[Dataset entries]

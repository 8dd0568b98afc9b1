//! Deterministic weighted-lottery roller.
//!
//! A master seed derives one stream seed for color rolls and one per
//! color for orb rolls. Every roll re-creates its stream from its seed,
//! so rolling more never changes what was already rolled.

pub mod catalog;
pub mod color_roller;
pub mod config;
pub mod context;
pub mod error;
pub mod orb_roller;
pub mod report;
pub mod rng;
pub mod roll;
pub mod sampler;
pub mod seed;
pub mod types;

pub use catalog::{Catalog, Orb};
pub use config::{ColorConfig, RollerConfig};
pub use context::SimulationContext;
pub use error::{SimError, SimResult};
pub use roll::{ColorOrbRoll, OrbRequest, OrbRolls, RollResult};
pub use seed::SeedState;
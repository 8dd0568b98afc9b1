//! Weighted sampling over (key, weight) pairs.

use crate::{
    error::{SimError, SimResult},
    rng::RollRng,
};
use rand::distributions::{Distribution, WeightedIndex};

/// Draws keys with probability proportional to their weight.
///
/// Built once per roll, then sampled once per draw. Every `sample`
/// call consumes exactly one draw from the stream.
#[derive(Debug, Clone)]
pub struct WeightedSampler<K> {
    keys:  Vec<K>,
    index: WeightedIndex<f64>,
}

impl<K> WeightedSampler<K> {
    /// Fails with `InvalidInput` on an empty list or on any weight that
    /// is not a positive finite number.
    pub fn new<I>(items: I) -> SimResult<Self>
    where
        I: IntoIterator<Item = (K, f64)>,
    {
        let (keys, weights): (Vec<K>, Vec<f64>) = items.into_iter().unzip();
        if keys.is_empty() {
            return Err(SimError::InvalidInput(
                "cannot sample from an empty item list".into(),
            ));
        }
        if let Some(bad) = weights.iter().find(|w| !(w.is_finite() && **w > 0.0)) {
            return Err(SimError::InvalidInput(format!(
                "sampling weights must be positive, got {bad}"
            )));
        }
        let index = WeightedIndex::new(&weights)
            .map_err(|e| SimError::InvalidInput(format!("bad sampling weights: {e}")))?;
        Ok(Self { keys, index })
    }

    pub fn sample(&self, rng: &mut RollRng) -> &K {
        &self.keys[self.index.sample(rng.inner_mut())]
    }

    pub fn len(&self) -> usize {
        self.keys.len()
    }

    pub fn is_empty(&self) -> bool {
        self.keys.is_empty()
    }
}

/// One-shot weighted draw.
pub fn sample<K: Clone>(rng: &mut RollRng, items: &[(K, f64)]) -> SimResult<K> {
    let sampler = WeightedSampler::new(items.iter().cloned())?;
    Ok(sampler.sample(rng).clone())
}
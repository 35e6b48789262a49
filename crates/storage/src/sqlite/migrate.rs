use chrono::Utc;
use sqlx::SqlitePool;

use super::SqliteInitError;

/// Runs the versioned schema migrations.
///
/// Version 1 creates the reference tables (spots, stations), the current-game
/// slot table and the preference store, plus the lookup indexes.
pub async fn run_migrations(pool: &SqlitePool) -> Result<(), SqliteInitError> {
    async fn is_applied(pool: &SqlitePool, version: i64) -> Result<bool, sqlx::Error> {
        let row = sqlx::query("SELECT 1 FROM schema_migrations WHERE version = ?1")
            .bind(version)
            .fetch_optional(pool)
            .await?;
        Ok(row.is_some())
    }

    sqlx::query(
        r"
            CREATE TABLE IF NOT EXISTS schema_migrations (
                version INTEGER PRIMARY KEY,
                applied_at TEXT NOT NULL
            );
            ",
    )
    .execute(pool)
    .await?;

    if !is_applied(pool, 1).await? {
        let mut tx = pool.begin().await?;

        sqlx::query(
            r"
                CREATE TABLE IF NOT EXISTS spot_master (
                    id TEXT PRIMARY KEY,
                    name TEXT NOT NULL,
                    judge_target INTEGER NOT NULL CHECK (judge_target IN (0, 1))
                );
            ",
        )
        .execute(&mut *tx)
        .await?;

        sqlx::query(
            r"
                CREATE TABLE IF NOT EXISTS station_master (
                    station_id TEXT PRIMARY KEY,
                    name TEXT NOT NULL,
                    order_index INTEGER NOT NULL UNIQUE
                );
            ",
        )
        .execute(&mut *tx)
        .await?;

        sqlx::query(
            r"
                CREATE TABLE IF NOT EXISTS game_state (
                    slot TEXT PRIMARY KEY,
                    body TEXT NOT NULL,
                    updated_at TEXT NOT NULL
                );
            ",
        )
        .execute(&mut *tx)
        .await?;

        sqlx::query(
            r"
                CREATE TABLE IF NOT EXISTS preferences (
                    key TEXT PRIMARY KEY,
                    value TEXT NOT NULL,
                    updated_at TEXT NOT NULL
                );
            ",
        )
        .execute(&mut *tx)
        .await?;

        sqlx::query(
            r"
                CREATE INDEX IF NOT EXISTS idx_spot_master_judge
                    ON spot_master (judge_target, id);
            ",
        )
        .execute(&mut *tx)
        .await?;

        sqlx::query(
            r"
                INSERT INTO schema_migrations (version, applied_at)
                VALUES (?1, ?2)
                ON CONFLICT(version) DO NOTHING
            ",
        )
        .bind(1_i64)
        .bind(Utc::now())
        .execute(&mut *tx)
        .await?;

        tx.commit().await?;
        log::info!("applied storage schema version 1");
    }

    Ok(())
}
use serde::{Deserialize, Serialize};

use crate::model::ids::{SpotId, StationId};

/// A waypoint on the course.
///
/// `judge_target` marks spots that may be picked as checkpoints for a session.
#[derive(Debug, Clone, PartialEq, Eq, Serialize, Deserialize)]
pub struct Spot {
    pub id: SpotId,
    pub name: String,
    pub judge_target: bool,
}

impl Spot {
    #[must_use]
    pub fn new(id: SpotId, name: impl Into<String>, judge_target: bool) -> Self {
        Self {
            id,
            name: name.into(),
            judge_target,
        }
    }
}

/// A station on the rail line. `order_index` gives its position along the line.
#[derive(Debug, Clone, PartialEq, Eq, Serialize, Deserialize)]
pub struct Station {
    pub station_id: StationId,
    pub name: String,
    pub order_index: i32,
}

impl Station {
    #[must_use]
    pub fn new(station_id: StationId, name: impl Into<String>, order_index: i32) -> Self {
        Self {
            station_id,
            name: name.into(),
            order_index,
        }
    }
}
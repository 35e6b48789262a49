use std::sync::Arc;
use std::time::Duration;

use storage::repository::Storage;

use crate::Clock;
use crate::connectivity::{Connectivity, ConnectivityFlag};
use crate::consent_service::ConsentService;
use crate::error::AppServicesError;
use crate::game_service::GameService;
use crate::navigation::NavigationHooks;
use crate::reference_data::ReferenceDataService;
use crate::result_view::ResultService;
use crate::submission::{HttpResultSender, ResultSender, SubmissionConfig, SubmissionCoordinator};

/// Assembles app-facing services over one storage backend.
#[derive(Clone)]
pub struct AppServices {
    games: Arc<GameService>,
    reference: Arc<ReferenceDataService>,
    results: Arc<ResultService>,
    consent: Arc<ConsentService>,
    submission: Arc<SubmissionCoordinator>,
    navigation: Arc<NavigationHooks>,
}

impl AppServices {
    /// Build services backed by `SQLite` storage, configured from the environment.
    ///
    /// # Errors
    ///
    /// Returns `AppServicesError` if storage initialization fails or the HTTP
    /// client cannot be built.
    pub async fn new_sqlite(db_url: &str, clock: Clock) -> Result<Self, AppServicesError> {
        let storage = Storage::sqlite(db_url).await?;
        Self::new(
            storage,
            clock,
            SubmissionConfig::from_env(),
            Arc::new(ConnectivityFlag::from_env()),
            crate::submission::timeout_from_env(),
        )
    }

    /// # Errors
    ///
    /// Returns `AppServicesError::Send` if the HTTP client cannot be built.
    pub fn new(
        storage: Storage,
        clock: Clock,
        submission: Option<SubmissionConfig>,
        connectivity: Arc<dyn Connectivity>,
        leave_budget: Duration,
    ) -> Result<Self, AppServicesError> {
        let sender = match &submission {
            Some(config) => {
                log::info!("result submission enabled for {}", config.endpoint_url);
                Some(Arc::new(HttpResultSender::new(config)?) as Arc<dyn ResultSender>)
            }
            None => {
                log::debug!("result submission disabled");
                None
            }
        };
        Ok(Self::with_sender(
            storage,
            clock,
            sender,
            submission.and_then(|c| c.token),
            connectivity,
            leave_budget,
        ))
    }

    /// Wire services around an explicit sender; `None` disables submission.
    #[must_use]
    pub fn with_sender(
        storage: Storage,
        clock: Clock,
        sender: Option<Arc<dyn ResultSender>>,
        token: Option<String>,
        connectivity: Arc<dyn Connectivity>,
        leave_budget: Duration,
    ) -> Self {
        let reference = ReferenceDataService::new(
            Arc::clone(&storage.spots),
            Arc::clone(&storage.stations),
        );
        let games = Arc::new(GameService::new(
            clock.clone(),
            Arc::clone(&storage.games),
            Arc::clone(&storage.spots),
        ));
        let results = Arc::new(ResultService::new(
            Arc::clone(&storage.games),
            reference.clone(),
        ));
        let consent = Arc::new(ConsentService::new(clock, Arc::clone(&storage.preferences)));
        let submission = Arc::new(SubmissionCoordinator::new(
            sender,
            token,
            Arc::clone(&storage.preferences),
            connectivity,
        ));

        Self {
            games,
            reference: Arc::new(reference),
            results,
            consent,
            submission,
            navigation: Arc::new(NavigationHooks::new(leave_budget)),
        }
    }

    #[must_use]
    pub fn games(&self) -> Arc<GameService> {
        Arc::clone(&self.games)
    }

    #[must_use]
    pub fn reference(&self) -> Arc<ReferenceDataService> {
        Arc::clone(&self.reference)
    }

    #[must_use]
    pub fn results(&self) -> Arc<ResultService> {
        Arc::clone(&self.results)
    }

    #[must_use]
    pub fn consent(&self) -> Arc<ConsentService> {
        Arc::clone(&self.consent)
    }

    #[must_use]
    pub fn submission(&self) -> Arc<SubmissionCoordinator> {
        Arc::clone(&self.submission)
    }

    #[must_use]
    pub fn navigation(&self) -> Arc<NavigationHooks> {
        Arc::clone(&self.navigation)
    }
}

WHAT TO WORK ON:
The number of lines above where the word "EXISTS" occurs, and only that number, is the answer.

ANSWER FOR THE TASK:
6